Human Ergonomic Assessment Within "Industry 5.0" Workplace: Do Standard Observational Methods Correlate with Kinematic-Based Index in Reaching Tasks?

This work aimed to investigate the contribution of each single joint during the execution of whole-body reaching tasks to the overall discomfort of the worker evaluated through standard observational methods. Forty-five healthy volunteers were asked to reach and rotate 2 spheres placed on a custom-made rack in standardized positions, i.e., above the head and one at floor level at the center side. Whole-body kinematics was acquired via a system based on wearable inertial measurement units, which represent proper enabling technologies within human-centered “Industry 5.0” context. Standard ergonomic scales including RULA (Rapid Upper Limb Assessment), REBA (Rapid Entire Body Assessment), and MMGA (Method for Movement and Gesture Assessment), were assessed for each subject and each sphere position. Moreover, a quantitative index based on actual joint kinematics, i.e., the W1 index, was computed for each joint angle involved in the task. Pearson’s correlation analysis was performed for W1 relative to each joint with respect to RULA, REBA, and MMGA scores.

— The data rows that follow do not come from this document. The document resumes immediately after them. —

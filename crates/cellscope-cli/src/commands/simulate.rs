//! `cellscope simulate`: sample a synthetic trace from a model, then decode
//! it back.
//!
//! Sampling walks the chain: pick a start state from the start probabilities,
//! emit a non-terminal code and a delay drawn from that state's emission
//! distribution, then follow a sampled transition. The walk stops after
//! `count` observations or when a state has no outgoing transitions. The
//! decoded path printed afterwards shows how well the model recovers its own
//! trace.

use std::f64::consts::PI;
use std::path::Path;

use rand::rngs::StdRng;
use rand::{Rng, SeedableRng};

use cellscope_core::{Hmm, ObsCode, Observation, decode_path};

use super::{load_model, select_track};

pub fn run(
    model_path: &Path,
    track: &str,
    count: usize,
    seed: Option<u64>,
) -> Result<(), String> {
    let pair = load_model(model_path)?;
    let hmm = select_track(&pair, track)?;

    let seed = seed.unwrap_or_else(rand::random);
    let mut rng = StdRng::seed_from_u64(seed);
    println!("# seed {seed}");

    let observations = sample_trace(hmm, count, &mut rng)?;
    for obs in &observations {
        println!("{} {}", obs.delay_usec, obs.code);
    }

    match decode_path(hmm, &observations) {
        Ok(path) => println!("{path}"),
        Err(err) => {
            log::warn!("decode of the sampled trace failed: {err}");
            println!("[]");
        }
    }
    Ok(())
}

fn sample_trace(hmm: &Hmm, count: usize, rng: &mut StdRng) -> Result<Vec<Observation>, String> {
    let n = hmm.num_states();
    let start_weights: Vec<f64> = (0..n).map(|i| hmm.start_prob(i)).collect();
    let mut state = pick_weighted(&start_weights, rng)
        .ok_or("the model has no positive start probabilities")?;

    let mut observations = Vec::with_capacity(count + 1);
    while observations.len() < count {
        if let Some((code, delay)) = sample_emission(hmm, state, rng) {
            observations.push(Observation::new(delay, code));
        }
        let row: Vec<f64> = (0..n).map(|j| hmm.trans_prob(state, j)).collect();
        let Some(next) = pick_weighted(&row, rng) else {
            break; // absorbing state
        };
        state = next;
    }
    observations.push(Observation::new(0, ObsCode::End));
    Ok(observations)
}

/// Draw one non-terminal emission from the state's per-code masses, with a
/// delay from the selected code's distribution.
fn sample_emission(hmm: &Hmm, state: usize, rng: &mut StdRng) -> Option<(ObsCode, u64)> {
    let codes: Vec<ObsCode> = hmm
        .obs_space()
        .iter()
        .filter_map(|c| ObsCode::from_str(c))
        .filter(|c| *c != ObsCode::End)
        .collect();
    let weights: Vec<f64> = codes
        .iter()
        .map(|c| {
            hmm.obs_code_index(*c)
                .map(|k| hmm.emission(state, k).dp)
                .unwrap_or(0.0)
        })
        .collect();
    let chosen = pick_weighted(&weights, rng)?;
    let code = codes[chosen];
    let k = hmm.obs_code_index(code)?;
    let e = hmm.emission(state, k);

    let delay = if e.sigma > 0.0 {
        // Lognormal via a Box-Muller normal variate.
        let u1: f64 = 1.0 - rng.random::<f64>();
        let u2: f64 = rng.random();
        let z = (-2.0 * u1.ln()).sqrt() * (2.0 * PI * u2).cos();
        (e.mu + e.sigma * z).exp()
    } else if e.lambda > 0.0 {
        let u: f64 = 1.0 - rng.random::<f64>();
        -u.ln() / e.lambda
    } else {
        return None;
    };
    Some((code, delay.round().clamp(0.0, u64::MAX as f64) as u64))
}

/// Sample an index proportionally to non-negative weights. `None` when the
/// weights sum to zero.
fn pick_weighted(weights: &[f64], rng: &mut StdRng) -> Option<usize> {
    let total: f64 = weights.iter().filter(|w| **w > 0.0).sum();
    if total <= 0.0 {
        return None;
    }
    let mut remaining = rng.random::<f64>() * total;
    for (idx, w) in weights.iter().enumerate() {
        if *w <= 0.0 {
            continue;
        }
        remaining -= *w;
        if remaining <= 0.0 {
            return Some(idx);
        }
    }
    weights.iter().rposition(|w| *w > 0.0)
}
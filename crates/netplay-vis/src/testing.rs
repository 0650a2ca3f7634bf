//! Recording collaborators for unit tests.

use std::sync::{Arc, Mutex};
use std::time::Duration;

use netplay_topology::{EdgeDescriptor, NodeDescriptor, TopologyStore};

use crate::collaborators::{Collaborators, NoticeSurface, Persistence, Renderer};
use crate::context::PlaybackContext;
use crate::error::{Error, Result};
use crate::events::{PacketCollection, PacketMove};
use crate::playback::{NetworkId, PlaybackState, PlaybackStateMachine};
use crate::simulation::SimulationBackend;
use crate::timers::{ManualScheduler, TimerReaper};

#[derive(Debug, Clone, PartialEq)]
pub(crate) enum Call {
    DrawLive { nodes: usize },
    DrawStatic { nodes: usize, frames: usize },
    DrawShared { nodes: usize },
    PostNodes { nodes: usize },
    RunSimulation(String),
    NoJobsNotice,
}

#[derive(Clone, Default)]
pub(crate) struct Recorder {
    calls: Arc<Mutex<Vec<Call>>>,
    fail_persistence: bool,
}

impl Recorder {
    pub(crate) fn failing_persistence() -> Self {
        Self {
            fail_persistence: true,
            ..Self::default()
        }
    }

    fn push(&self, call: Call) {
        self.calls.lock().unwrap().push(call);
    }

    pub(crate) fn calls(&self) -> Vec<Call> {
        self.calls.lock().unwrap().clone()
    }

    pub(crate) fn collaborators(&self) -> Collaborators {
        Collaborators::new(self.clone(), self.clone(), self.clone(), self.clone())
    }
}

impl Renderer for Recorder {
    fn draw_live(&mut self, nodes: &[NodeDescriptor], _edges: &[EdgeDescriptor]) {
        self.push(Call::DrawLive { nodes: nodes.len() });
    }

    fn draw_static_with_packets(
        &mut self,
        nodes: &[NodeDescriptor],
        _edges: &[EdgeDescriptor],
        packets: &PacketCollection,
        timers: &mut TimerReaper,
    ) {
        for i in 0..packets.frame_count() {
            timers.schedule(Duration::from_millis(100 * (i as u64 + 1)), Box::new(|| {}));
        }
        self.push(Call::DrawStatic {
            nodes: nodes.len(),
            frames: packets.frame_count(),
        });
    }

    fn draw_shared(&mut self, nodes: &[NodeDescriptor], _edges: &[EdgeDescriptor]) {
        self.push(Call::DrawShared { nodes: nodes.len() });
    }
}

impl Persistence for Recorder {
    fn post_nodes(&mut self, _network: &NetworkId, nodes: &[NodeDescriptor]) -> Result<()> {
        self.push(Call::PostNodes { nodes: nodes.len() });
        if self.fail_persistence {
            return Err(Error::Persistence("server unavailable".to_string()));
        }
        Ok(())
    }
}

impl SimulationBackend for Recorder {
    fn run_simulation(&mut self, network: &NetworkId) {
        self.push(Call::RunSimulation(network.to_string()));
    }
}

impl NoticeSurface for Recorder {
    fn show_no_jobs(&mut self) {
        self.push(Call::NoJobsNotice);
    }
}

pub(crate) fn packets(frames: usize) -> PacketCollection {
    PacketCollection::new(
        (0..frames)
            .map(|i| {
                vec![PacketMove {
                    id: format!("pkt{i}"),
                    label: "ARP".to_string(),
                    source: "host_1".to_string(),
                    target: "host_2".to_string(),
                }]
            })
            .collect(),
    )
}

pub(crate) fn context_in(
    state: PlaybackState,
    recorder: &Recorder,
    clock: &ManualScheduler,
) -> PlaybackContext {
    let mut machine = PlaybackStateMachine::restore(NetworkId::new("net-1"), state);
    if state == PlaybackState::Playing {
        machine.set_state(PlaybackState::Playing).unwrap();
    }
    PlaybackContext::new(
        machine,
        TopologyStore::new(),
        TimerReaper::new(clock.clone()),
        recorder.collaborators(),
    )
}
//! Simulation backend hand-off.
//!
//! The backend is fire-and-forget: [`SimulationBackend::run_simulation`]
//! only asks for a run. When the run is done the result comes back as a
//! [`SimulationResult`] message, which moves the view from `Computing` to
//! `Ready`.

use serde::{Deserialize, Serialize};

use crate::events::PacketCollection;
use crate::playback::NetworkId;

/// Starts simulation runs.
pub trait SimulationBackend: Send {
    fn run_simulation(&mut self, network: &NetworkId);
}

/// Completion message delivered by the backend.
#[derive(Debug, Clone, Serialize, Deserialize)]
pub struct SimulationResult {
    pub network: NetworkId,
    pub packets: PacketCollection,
}

impl SimulationResult {
    pub fn new(network: NetworkId, packets: PacketCollection) -> Self {
        Self { network, packets }
    }
}

/// What happened to a delivered result.
#[derive(Debug, Clone, Copy, PartialEq, Eq, Serialize, Deserialize)]
#[serde(rename_all = "snake_case")]
pub enum Completion {
    /// The view moved to `Ready`
    Accepted,
    /// The view was not waiting for a run (edited or already done)
    Stale,
    /// The result belongs to another network
    WrongNetwork,
}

Considering REBA and MMGA scores, the most comfortable reaching areas were the ones in which the sphere was positioned at the top; in contrast, the lowest positions evidenced the most increased discomfort indexes. The RULA did not result sensitive to the different positions, while REBA and MMGA seemed to be more influenced by the range of motion of the lower limb joint angles than the upper limb ones. This study underlines the necessity to focus on multiple potential contributors to work-related musculoskeletal disorders and underlines the importance of subject-specific approaches toward risk assessment by exploiting quantitative measurements and wearable technologies.